Characters are named after counties in Illinois, and the vocalists are named after moth classifications, Barsine, Nacna and Arctiini, and costumed to represent moths.

==Musical numbers==
- "Prologue (or, A Conjuction of Drones...)"

Act I
- "Three Stars (or, Concerning the UFO Sighting near Highland, Illinois)"
- "The Long Hike"
- "Come On! Feel the Illinoise!"
- "a story about Jacksonville"
- "a story about Zombies"
- "a story about John Wayne Gacy, Jr."
- "a story about The Man of Metropolis"

Act II
- "Decatur"
- "Chicago"
- "To the Workers of the Rock River Valley Region, I Have an Idea Concerning Your Predicament"
- "Casimir Pulaski Day"
- "Prairie Fire That Wanders About"
- "The Predatory Wasp of the Palisades Is Out to Get Us!"
- "In This Temple as in the Hearts of Man for Whom He Saved the Earth"
- "The Seer's Tower"
- "A Conjunction of Drones, again"

Act III
- "Chicago" (reprise)
- "The Tallest Man, the Broadest Shoulders"
- "Epilogue"

== Critical reception ==
The Broadway production was praised by the reviewers of the Chicago Tribune, The Hollywood Reporter, Variety and several others. A reviewer from TheWrap, however, thought that the production was "not only sentimental but downright whimsical" and "precious", and criticized the choreography as displaying "a limited dance vocabulary". The New York Times reviewers were split, with Jesse Green calling Illinoise "unforgettable" but Gia Kourlas stating that the show was "a place of overflowing emotion, but little dance spirit".
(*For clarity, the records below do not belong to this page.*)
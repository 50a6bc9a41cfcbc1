//! Small value types shared by the zone, alert and tourist modules.

use chrono::{DateTime, Utc};
use serde::{Deserialize, Serialize};

// ---

/// Display tone used for badges and markers.
#[derive(Debug, Clone, Copy, PartialEq, Eq, Hash, Serialize, Deserialize)]
#[serde(rename_all = "lowercase")]
pub enum Tone {
    Safe,
    Warning,
    Alert,
    Primary,
}

impl Tone {
    // ---
    pub fn hex(self) -> &'static str {
        match self {
            Tone::Safe => "#10b981",
            Tone::Warning => "#f59e0b",
            Tone::Alert => "#ef4444",
            Tone::Primary => "#3b82f6",
        }
    }
}

/// A geographic point, longitude first as map providers expect.
#[derive(Debug, Clone, Copy, PartialEq, Serialize, Deserialize)]
pub struct GeoPoint {
    // ---
    pub lng: f64,
    pub lat: f64,
}

impl GeoPoint {
    pub const fn new(lng: f64, lat: f64) -> Self {
        GeoPoint { lng, lat }
    }

    /// `[lng, lat]` pair for GeoJSON geometry.
    pub fn to_array(self) -> [f64; 2] {
        [self.lng, self.lat]
    }
}

/// Render a timestamp as a coarse age marker such as `"15 mins ago"`.
pub fn relative_age(at: DateTime<Utc>, now: DateTime<Utc>) -> String {
    // ---
    let minutes = (now - at).num_minutes();
    if minutes < 1 {
        return "just now".to_string();
    }
    if minutes < 60 {
        return plural(minutes, "min");
    }
    let hours = minutes / 60;
    if hours < 24 {
        return plural(hours, "hour");
    }
    plural(hours / 24, "day")
}

fn plural(n: i64, unit: &str) -> String {
    if n == 1 {
        format!("1 {unit} ago")
    } else {
        format!("{n} {unit}s ago")
    }
}

#[cfg(test)]
mod tests {
    // ---
    use super::*;
    use chrono::{Duration, TimeZone};

    fn now() -> DateTime<Utc> {
        Utc.with_ymd_and_hms(2025, 9, 10, 12, 0, 0).unwrap()
    }

    #[test]
    fn test_relative_age() {
        // ---
        let now = now();
        assert_eq!(relative_age(now, now), "just now");
        assert_eq!(relative_age(now - Duration::seconds(30), now), "just now");
        assert_eq!(relative_age(now - Duration::minutes(1), now), "1 min ago");
        assert_eq!(relative_age(now - Duration::minutes(15), now), "15 mins ago");
        assert_eq!(relative_age(now - Duration::minutes(60), now), "1 hour ago");
        assert_eq!(relative_age(now - Duration::hours(5), now), "5 hours ago");
        assert_eq!(relative_age(now - Duration::days(2), now), "2 days ago");
    }

    #[test]
    fn test_future_timestamp_is_just_now() {
        // ---
        let now = now();
        assert_eq!(relative_age(now + Duration::minutes(3), now), "just now");
    }

    #[test]
    fn test_tone_colors_are_distinct() {
        // ---
        let tones = [Tone::Safe, Tone::Warning, Tone::Alert, Tone::Primary];
        for (i, a) in tones.iter().enumerate() {
            for b in &tones[i + 1..] {
                assert_ne!(a.hex(), b.hex());
            }
        }
    }
}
==Awards and nominations==

| Year | Award | Category | Nominee | Result |
| 2024 | Tony Awards | Best Musical |  | Nominated |
| Best Lighting Design of a Musical | Brandon Stirling Baker | Nominated |
| Best Choreography | Justin Peck | Won |
| Best Orchestrations | Timo Andres | Nominated |
| Drama League Awards | Outstanding Production of a Musical |  | Nominated |
| Outer Critics Circle Awards | Outstanding New Off-Broadway Musical |  | Nominated |
| Outstanding Lead Performer in an Off-Broadway Musical | Ricky Ubeda | Nominated |
| Outstanding Featured Performer in an Off-Broadway Musical | Ben Cook | Nominated |
| Outstanding Book of a Musical | Justin Peck and Jackie Sibblies Drury | Nominated |
| Outstanding Orchestrations | Timo Andres | Nominated |
| Outstanding Choreography | Justin Peck | Won |
| Drama Desk Awards | Outstanding Musical |  | Nominated |
| Outstanding Lead Performance in a Musical | Ricky Ubeda | Nominated |
| Outstanding Choreography | Justin Peck | Won |
| Outstanding Orchestrations | Timo Andres | Nominated |
| Chita Rivera Awards | Outstanding Choreography in a Broadway Show | Justin Peck | Nominated |
| Outstanding Ensemble in a Broadway Show |  | Won |
| Outstanding Dancer in a Broadway Show | Ben Cook | Nominated |
| Gaby Diaz | Nominated |
| Rachel Lockhart | Nominated |
| Byron Tittle | Nominated |
| Ricky Ubeda | Nominated |

== See also ==
- Movin' Out, another musical focusing on a series of dances linked by a thin plot, with all the vocals performed by a pianist and band, while the dancers act out the lyrics; it was created by Twyla Tharp.